**Information shown:**
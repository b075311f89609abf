use kernel_inflate::{InflateError, InflateStatus, inflate};
use miniz_oxide::deflate::compress_to_vec;

/// Deterministic, poorly compressible bytes.
fn noise(len: usize) -> Vec<u8> {
    let mut x: u32 = 0x1234_5678;
    (0..len)
        .map(|_| {
            x ^= x << 13;
            x ^= x >> 17;
            x ^= x << 5;
            x.to_le_bytes()[0]
        })
        .collect()
}

fn text(len: usize) -> Vec<u8> {
    b"the quick brown fox jumps over the lazy dog; "
        .iter()
        .copied()
        .cycle()
        .take(len)
        .collect()
}

fn roundtrip(data: &[u8], level: u8) {
    let packed = compress_to_vec(data, level);
    let mut out = vec![0u8; data.len()];
    let n = inflate(&mut out, &packed).unwrap();
    assert_eq!(n, data.len(), "level {level}");
    assert_eq!(out, data, "level {level}");
}

#[test]
fn decodes_what_a_reference_encoder_produces() {
    let data = text(10_000);
    // 0 emits stored blocks, 1 favours fixed codes, 9 dynamic trees.
    for level in [0, 1, 6, 9] {
        roundtrip(&data, level);
    }
}

#[test]
fn long_runs_replicate_overlapping_references() {
    roundtrip(&vec![b'a'; 100_000], 9);
}

#[test]
fn incompressible_input_spans_several_stored_blocks() {
    roundtrip(&noise(200_000), 0);
    roundtrip(&noise(70_000), 6);
}

#[test]
fn multi_megabyte_streams() {
    let noisy = noise(4 * 1024 * 1024);
    let zeros = vec![0u8; 3 * 1024 * 1024];
    for level in [0, 1, 6, 9] {
        roundtrip(&noisy, level);
        roundtrip(&zeros, level);
    }
}

#[test]
fn empty_input_from_a_reference_encoder() {
    for level in [0, 1, 6, 9] {
        roundtrip(&[], level);
    }
}

#[test]
fn known_fixed_huffman_vectors() {
    let mut out = [0u8; 64];
    assert_eq!(inflate(&mut out, &[115, 4, 0]), Ok(1));
    assert_eq!(out[0], b'A');

    let hello = [203, 72, 205, 201, 201, 87, 200, 64, 39, 1];
    let n = inflate(&mut out, &hello).unwrap();
    assert_eq!(&out[..n], b"hello hello hello hello");
}

#[test]
fn distance_beyond_output_is_a_data_error() {
    // Fixed block: <len 3, dist 1> with nothing written yet.
    let mut out = [0u8; 16];
    let err = inflate(&mut out, &[3, 2, 0]).unwrap_err();
    assert_eq!(
        err,
        InflateError::DistanceTooFar {
            distance: 1,
            written: 0
        }
    );
    assert_eq!(err.status(), InflateStatus::DataError);
}

#[test]
fn small_destination_reports_buf_error() {
    let data = text(4096);
    for level in [0, 9] {
        let packed = compress_to_vec(&data, level);
        let mut out = vec![0u8; 1000];
        let err = inflate(&mut out, &packed).unwrap_err();
        assert_eq!(err, InflateError::OutputFull);
        assert_eq!(err.status(), InflateStatus::BufError);
    }
}

#[test]
fn truncated_stored_stream_reports_buf_error() {
    let data = noise(2000);
    let packed = compress_to_vec(&data, 0);
    let mut out = vec![0u8; data.len()];
    let err = inflate(&mut out, &packed[..packed.len() / 2]).unwrap_err();
    assert_eq!(err, InflateError::SourceExhausted);
    assert_eq!(err.status(), InflateStatus::BufError);
}

#[test]
fn truncated_compressed_stream_fails_without_panicking() {
    let data = text(5000);
    let packed = compress_to_vec(&data, 9);
    let mut out = vec![0u8; data.len()];
    for cut in [1, 2, packed.len() / 3, packed.len() - 1] {
        assert!(inflate(&mut out, &packed[..cut]).is_err(), "cut at {cut}");
    }
    assert!(inflate(&mut out, &[]).is_err());
}

#[test]
fn garbage_never_escapes_its_buffers() {
    let mut out = vec![0u8; 4096];
    for seed in 0..64usize {
        let junk = noise(256 + seed * 7);
        // Any outcome is fine as long as it is reported and in bounds.
        if let Ok(n) = inflate(&mut out, &junk[seed..]) {
            assert!(n <= out.len());
        }
    }
}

**Task instructions:**
Copy every line above that holds the word "roundtrip".

**Exercise solution:**
fn roundtrip(data: &[u8], level: u8) {
        roundtrip(&data, level);
    roundtrip(&vec![b'a'; 100_000], 9);
    roundtrip(&noise(200_000), 0);
    roundtrip(&noise(70_000), 6);
        roundtrip(&noisy, level);
        roundtrip(&zeros, level);
        roundtrip(&[], level);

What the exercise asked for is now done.